Leciutko (lekutko, źdźbłowo, piórkowo, minimalnie) lepiej rozkręca się fabuła, nabiera życia, ale jeszcze mnie nie zachwyca, bo to cały czas konwencja taniej prozy H (chyba wiecie, o co mi chodzi?) czy raczej z małej litery – h. Może ze względu na debiut nie powinienem się czepiać? W sumie zawsze debiutantów zachęcałem do pisania – tu i u sąsiadów, gdzie jest moc nowicjuszy. Tych często kiepskich (bo kto wie, co z nich wyrośnie w przyszłości) i średnio dobrych debiutantów motywowałem do kontynuowania przygody z klawiaturą. Ale jak ktoś jest dobry i widać potencjał marnowany na owe małe h – to szlag człowiek trafia, ochota do poklepywania po plecach wygasa.
Za to sceny erotyczne w „Ciemna jest noc” zaliczają się do dobrych – to od zawsze twierdziłem mimo swojego malkontenctwa. „Momenty” w części trzeciej są nawet jakby lepsze niż w dwóch poprzednich fragmentach i zawierają ku mojemu zdziwieniu ornamenciki ze świata poetyki, o co niełatwo, bo w erotyce człowiek co krok ociera się o grafomanię i nietrudno granicę przekroczyć. Jako że jestem wtajemniczony bardziej niż przeciętny czytelnik, dodam, iż w kolejnej części będzie też niebanalnie, i też uroczo. Fabuła się rozwinie znowu leciutko, ale za to… ech, nie będę psuł frajdy czytającym. Zwłaszcza, że Autorka może jeszcze zmienić zdanie, czwarty rozdział przerobić i mnie ponownie zaskoczyć ( że o Was, Czytelnicy, nie wspomnę), bo już ją zdążyłem prywatnie skrytykować i może coś z tego wyniknie. 

Ukłony dla Artimar i jej Czytelników

Karel

Dobrze napisane, bardzo przyjemne w lekturze. Wad ani usterek nie stwierdzono. Mocna 5-tka, nawet na tym portalu.

To jest bardzo zrecznie snuta historia. A teraz, gdy znamy juz bohaterow, niech zacznie sie prawdziwa akcja!

Kiedy kontynuacja? Czekamy niecierpliwie!

Mustafa

Czyta się cudownie, wciąga i fascynuje. Brawo!
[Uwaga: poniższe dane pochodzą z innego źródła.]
//! Planner Agent：每步在 Delegate / RespondToUser / ReturnToParent 中三选一
//!
//! 系统提示词 = 模板（代入 latest_memory、merchant_profile）+ 同事能力说明，其后是全局通道历史。
//! 没有上级 orchestrator 时不允许 ReturnToParent。

use crate::agents::prompts::render;
use crate::agents::AgentConfig;
use crate::core::{AgentError, ConversationState, StatePatch, GLOBAL_CHANNEL};
use crate::graph::{Goto, Step};
use crate::llm::{decide_checked, Decision, DecisionOracle, DecisionRequest, DecisionShape};
use crate::memory::Message;

pub struct PlannerAgent {
    config: AgentConfig,
    orchestrator: Option<String>,
}

impl PlannerAgent {
    /// orchestrator 为 None 时按独立 Planner 运行
    pub fn new(config: AgentConfig, orchestrator: Option<String>) -> Self {
        Self {
            config,
            orchestrator,
        }
    }

    pub fn name(&self) -> &str {
        &self.config.name
    }

    pub fn worker_names(&self) -> Vec<&str> {
        self.config.co_worker_names()
    }

    pub fn orchestrator(&self) -> Option<&str> {
        self.orchestrator.as_deref()
    }

    pub fn allowed_shapes(&self) -> &'static [DecisionShape] {
        if self.orchestrator.is_some() {
            &[
                DecisionShape::Delegate,
                DecisionShape::RespondToUser,
                DecisionShape::ReturnToParent,
            ]
        } else {
            &[DecisionShape::Delegate, DecisionShape::RespondToUser]
        }
    }

    pub async fn step(
        &self,
        state: &ConversationState,
        oracle: &dyn DecisionOracle,
    ) -> Result<Step, AgentError> {
        let prompt = render(
            &self.config.system_prompt,
            &[
                ("latest_memory", state.latest_memory.as_str()),
                ("merchant_profile", state.merchant_profile.as_str()),
            ],
        );
        let mut messages = vec![Message::system(prompt)];
        messages.extend(self.config.history.select(state.channel(&self.config.channel)));

        let request = DecisionRequest::new(self.config.name.clone(), messages)
            .allow(self.allowed_shapes());

        match decide_checked(oracle, &request).await? {
            Decision::RespondToUser { thought, response } => {
                let reply = self.say(format!("Thought: {}\nresponse_to_user: {}", thought, response));
                tracing::info!(agent = %self.config.name, "responding to user");
                let patch = StatePatch::new()
                    .append(GLOBAL_CHANNEL, reply)
                    .last_message_from(self.config.name.clone());
                Ok(Step::new(patch, Goto::End))
            }
            Decision::Delegate {
                thought,
                co_worker_name,
                co_worker_task,
                intermediate_response,
            } => self.delegate(state, thought, co_worker_name, co_worker_task, intermediate_response),
            Decision::ReturnToParent {
                return_message, ..
            } => {
                let orchestrator = self
                    .orchestrator
                    .clone()
                    .ok_or_else(|| AgentError::NoOrchestrator(self.config.name.clone()))?;
                tracing::info!(agent = %self.config.name, reason = %return_message, "returning to orchestrator");
                Ok(Step::goto(Goto::Node(orchestrator)))
            }
            other => Err(AgentError::DisallowedDecision {
                agent: self.config.name.clone(),
                shape: other.shape().as_str().to_string(),
            }),
        }
    }

    fn delegate(
        &self,
        state: &ConversationState,
        thought: String,
        worker: String,
        task: String,
        interim: String,
    ) -> Result<Step, AgentError> {
        let target = self
            .config
            .co_workers
            .iter()
            .find(|c| c.name == worker)
            .ok_or_else(|| AgentError::UnknownWorker {
                planner: self.config.name.clone(),
                worker: worker.clone(),
            })?;

        let rationale = self.say(format!(
            "Thought: {}\ncoworker_name: {}\ncoworker_task:{}",
            thought, worker, task
        ));

        let mut patch = StatePatch::new()
            .append(target.channel.clone(), rationale.clone())
            .last_message_from(self.config.name.clone());
        // 只在记忆阶段刚结束后向用户致意一次
        if state.last_from_memory() {
            patch = patch.append_all(
                GLOBAL_CHANNEL,
                vec![rationale, self.say(format!("response_to_user: {}", interim))],
            );
        }
        tracing::info!(agent = %self.config.name, worker = %worker, "delegating");
        Ok(Step::new(patch, Goto::Node(target.name.clone())))
    }

    fn say(&self, content: String) -> Message {
        Message::assistant(content).with_name(self.config.name.clone())
    }
}

#[cfg(test)]
mod tests {
    use super::*;
    use crate::agents::{build_topic_config, HistoryPolicy, PromptSet, Topic};
    use crate::core::MEMORY_AGENT_SPEAKER;
    use crate::llm::ScriptedOracle;
    use crate::tools::FnTool;

    fn planner(orchestrator: Option<&str>) -> PlannerAgent {
        let topic = Topic::new("Billing")
            .read_tool(FnTool::canned("get_refund_source", "Returns the refund source.", "card"))
            .update_tool(FnTool::canned("update_refund_source", "Changes the refund source.", "ok"))
            .knowledge_tool(FnTool::canned("past_successful_example", "Past tickets.", "none"));
        let cfg = build_topic_config(&topic, &PromptSet::default(), HistoryPolicy::All).unwrap();
        PlannerAgent::new(cfg, orchestrator.map(String::from))
    }

    fn state(after_memory: bool) -> ConversationState {
        let mut s = ConversationState::with_channels([
            "Billing_read_agent_messages",
            "Billing_update_agent_messages",
            "Billing_memory_agent_messages",
        ]);
        let mut patch = StatePatch::new()
            .append(GLOBAL_CHANNEL, Message::user("I was charged twice"))
            .latest_memory("refund within 7 days");
        patch = if after_memory {
            patch.last_message_from(MEMORY_AGENT_SPEAKER)
        } else {
            patch.last_message_from("Billing_read_agent")
        };
        s.apply(patch).unwrap();
        s
    }

    fn delegate(worker: &str) -> Decision {
        Decision::Delegate {
            thought: "need the refund source".into(),
            co_worker_name: worker.into(),
            co_worker_task: "look up refund source".into(),
            intermediate_response: "let me check, please hold on".into(),
        }
    }

    #[tokio::test]
    async fn test_respond_to_user_ends_turn() {
        let p = planner(Some("orchestrator_agent"));
        let mut s = state(true);
        let oracle = ScriptedOracle::new(vec![Decision::RespondToUser {
            thought: "known".into(),
            response: "Refund issued".into(),
        }]);
        let step = p.step(&s, &oracle).await.unwrap();
        assert_eq!(step.goto, Goto::End);
        s.apply(step.patch).unwrap();
        assert_eq!(
            s.last_message(GLOBAL_CHANNEL).unwrap().content,
            "Thought: known\nresponse_to_user: Refund issued"
        );
        assert_eq!(s.last_message_from.as_deref(), Some("Billing_agent"));

        let prompt = &oracle.requests().await[0].messages[0].content;
        assert!(prompt.contains("refund within 7 days"));
        assert!(prompt.contains("Ability 1: Returns the refund source."));
    }

    #[tokio::test]
    async fn test_delegate_acknowledges_after_memory() {
        let p = planner(Some("orchestrator_agent"));
        let mut s = state(true);
        let before = s.channel(GLOBAL_CHANNEL).len();
        let oracle = ScriptedOracle::new(vec![delegate("Billing_read_agent")]);
        let step = p.step(&s, &oracle).await.unwrap();
        assert_eq!(step.goto, Goto::Node("Billing_read_agent".into()));
        s.apply(step.patch).unwrap();

        let task = s.last_message("Billing_read_agent_messages").unwrap();
        assert_eq!(
            task.content,
            "Thought: need the refund source\ncoworker_name: Billing_read_agent\ncoworker_task:look up refund source"
        );
        let global = s.channel(GLOBAL_CHANNEL);
        assert_eq!(global.len(), before + 2);
        assert_eq!(global[before + 1].content, "response_to_user: let me check, please hold on");
    }

    #[tokio::test]
    async fn test_delegate_without_memory_speaker_stays_silent() {
        let p = planner(Some("orchestrator_agent"));
        let mut s = state(false);
        let before = s.channel(GLOBAL_CHANNEL).to_vec();
        let oracle = ScriptedOracle::new(vec![delegate("Billing_update_agent")]);
        let step = p.step(&s, &oracle).await.unwrap();
        s.apply(step.patch).unwrap();
        assert_eq!(s.channel(GLOBAL_CHANNEL), before.as_slice());
        assert_eq!(s.channel("Billing_update_agent_messages").len(), 1);
    }

    #[tokio::test]
    async fn test_unknown_worker_is_routing_error() {
        let p = planner(Some("orchestrator_agent"));
        let oracle = ScriptedOracle::new(vec![delegate("nonexistent_agent")]);
        let err = p.step(&state(true), &oracle).await.unwrap_err();
        assert!(err.is_routing());
        assert!(matches!(err, AgentError::UnknownWorker { .. }));
    }

    #[tokio::test]
    async fn test_return_to_parent_only_with_orchestrator() {
        let give_back = Decision::ReturnToParent {
            thought: "not billing".into(),
            return_message: "we do not handle account access".into(),
        };

        let p = planner(Some("orchestrator_agent"));
        let oracle = ScriptedOracle::new(vec![give_back.clone()]);
        let step = p.step(&state(true), &oracle).await.unwrap();
        assert_eq!(step.goto, Goto::Node("orchestrator_agent".into()));
        assert!(step.patch.is_empty());

        let standalone = planner(None);
        assert_eq!(standalone.allowed_shapes().len(), 2);
        let oracle = ScriptedOracle::new(vec![give_back]);
        let err = standalone.step(&state(true), &oracle).await.unwrap_err();
        assert!(matches!(err, AgentError::DisallowedDecision { .. }));
    }
}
Bardzo polubiłam Drażana, w mojej głowie od pierwszego opowiadania zajmuje szczególne miejsce 🙂

W obecnym rozdziale więcej jest zapowiedzi niż spełnienia, pomimo pięknie, jak zawsze, opisanych aż dwóch scen erotycznych. Narasta jednak ciekawość, o co w tym wszystkim chodzi? Z pewnością sprawy nie ułożą się tak prosto, jak obecnie wydaje się Drażanowi. I jaką rolę odegra Magda? Tymczasem to rzeczywiście ktoś w rodzaju pionka, a zasługuje na pozycję figury, jeśli nie królowej. Ale następne odcinki przed nami.